Song by The Anacreontic Society
- Written: c. 1773
- Published: 1778 (words only); c. 1780 (music);
- Composer: John Stafford Smith
- Lyricist: Ralph Tomlinson

= The Anacreontic Song =

Official song of the Anacreontic Society

"The Anacreontic Song", also known by its incipit "To Anacreon in Heaven", was the official song of the Anacreontic Society, an 18th-century gentlemen's club of amateur musicians in London. Composed by John Stafford Smith, the tune was later used by several writers as a setting for their patriotic lyrics. These included two songs by Francis Scott Key, most famously his poem "Defence of Fort McHenry". The combination of Key's poem and Smith's composition became known as "The Star-Spangled Banner", which was adopted as the official national anthem of the United States of America in 1931.

==Anacreontic Society==

The Anacreontic Society was a gentlemen's club of the kind that was popular in London in the late 18th century. In existence from approximately 1766 to 1792, the Society was dedicated to the ancient Greek poet Anacreon, who was renowned for his drinking songs and odes to love. Its members, who consisted mainly of wealthy men of high social rank, would meet on Wednesday evenings to combine musical appreciation with eating and drinking.

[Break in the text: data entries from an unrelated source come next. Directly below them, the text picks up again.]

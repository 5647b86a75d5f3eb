use serde::{Deserialize, Serialize};
use std::fmt::Display;

use crate::error::{AppError, AppResult};

pub const NO_DATA_MESSAGE: &str = "Please load anime data first.";
pub const EMPTY_RESPONSE_MESSAGE: &str = "The API returned an empty response. Please try again \
     with a different query or check your API key.";

/// Characters a complete answer is expected to end with
const TERMINAL_CHARS: [char; 6] = ['.', '!', '?', ')', ']', '}'];

/// Parameters of one recommendation call
#[derive(Debug, Clone, Serialize, Deserialize, PartialEq)]
pub struct RecommendationRequest {
    pub query: String,
    #[serde(default = "default_temperature")]
    pub temperature: f32,
    #[serde(default = "default_max_tokens")]
    pub max_tokens: u32,
    /// How many loaded records are placed in the prompt context
    #[serde(default = "default_max_entries")]
    pub max_entries: usize,
}

fn default_temperature() -> f32 {
    0.7
}

fn default_max_tokens() -> u32 {
    1600
}

fn default_max_entries() -> usize {
    10
}

impl RecommendationRequest {
    pub fn new(query: impl Into<String>) -> Self {
        Self {
            query: query.into(),
            temperature: default_temperature(),
            max_tokens: default_max_tokens(),
            max_entries: default_max_entries(),
        }
    }

    pub fn with_temperature(mut self, temperature: f32) -> Self {
        self.temperature = temperature;
        self
    }

    pub fn with_max_tokens(mut self, max_tokens: u32) -> Self {
        self.max_tokens = max_tokens;
        self
    }

    pub fn with_max_entries(mut self, max_entries: usize) -> Self {
        self.max_entries = max_entries;
        self
    }

    /// Rejects parameters the completion API would refuse
    pub fn validate(&self) -> AppResult<()> {
        if self.query.trim().is_empty() {
            return Err(AppError::InvalidInput("Query cannot be empty".to_string()));
        }
        if !(0.0..=2.0).contains(&self.temperature) {
            return Err(AppError::InvalidInput(format!(
                "Temperature must be between 0.0 and 2.0, got {}",
                self.temperature
            )));
        }
        if self.max_tokens == 0 {
            return Err(AppError::InvalidInput(
                "max_tokens must be greater than zero".to_string(),
            ));
        }
        if self.max_entries == 0 {
            return Err(AppError::InvalidInput(
                "max_entries must be greater than zero".to_string(),
            ));
        }
        Ok(())
    }
}

/// Outcome of a recommendation call that did not fail
#[derive(Debug, Clone, PartialEq, Eq)]
pub enum Recommendation {
    /// Raw model text
    Content(String),
    /// The model answered with no choices or blank content
    EmptyResponse,
    /// No records loaded; nothing was sent
    NoData,
}

impl Recommendation {
    pub fn kind(&self) -> &'static str {
        match self {
            Recommendation::Content(_) => "content",
            Recommendation::EmptyResponse => "empty_response",
            Recommendation::NoData => "no_data",
        }
    }

    pub fn as_text(&self) -> &str {
        match self {
            Recommendation::Content(text) => text,
            Recommendation::EmptyResponse => EMPTY_RESPONSE_MESSAGE,
            Recommendation::NoData => NO_DATA_MESSAGE,
        }
    }

    pub fn into_text(self) -> String {
        match self {
            Recommendation::Content(text) => text,
            other => other.as_text().to_string(),
        }
    }

    /// Heuristic for answers cut off by the token limit
    pub fn looks_truncated(&self) -> bool {
        match self {
            Recommendation::Content(text) => {
                text.chars().count() > 100 && !text.ends_with(TERMINAL_CHARS)
            }
            _ => false,
        }
    }
}

impl Display for Recommendation {
    fn fmt(&self, f: &mut std::fmt::Formatter<'_>) -> std::fmt::Result {
        write!(f, "{}", self.as_text())
    }
}

/// Renders a failed call the way callers expecting plain text see it
pub fn error_text(error: &AppError) -> String {
    format!("Error getting recommendations: {}", error)
}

The Society met twelve times a year. Each meeting began at half past seven with a lengthy concert, featuring "the best performers in London", who would be made honorary members of the Society.

The Society came to an end after the Duchess of Devonshire attended one of its meetings. Because "some of the comic songs [were not] exactly calculated for the entertainment of ladies, the singers were restrained; which displeasing many of the members, they resigned one after another; and a general meeting being called, the society was dissolved". It is not clear exactly when this incident occurred, but in October 1792 it was reported that: "The Anacreontic Society meets no more; it has long been struggling with symptoms of internal decay."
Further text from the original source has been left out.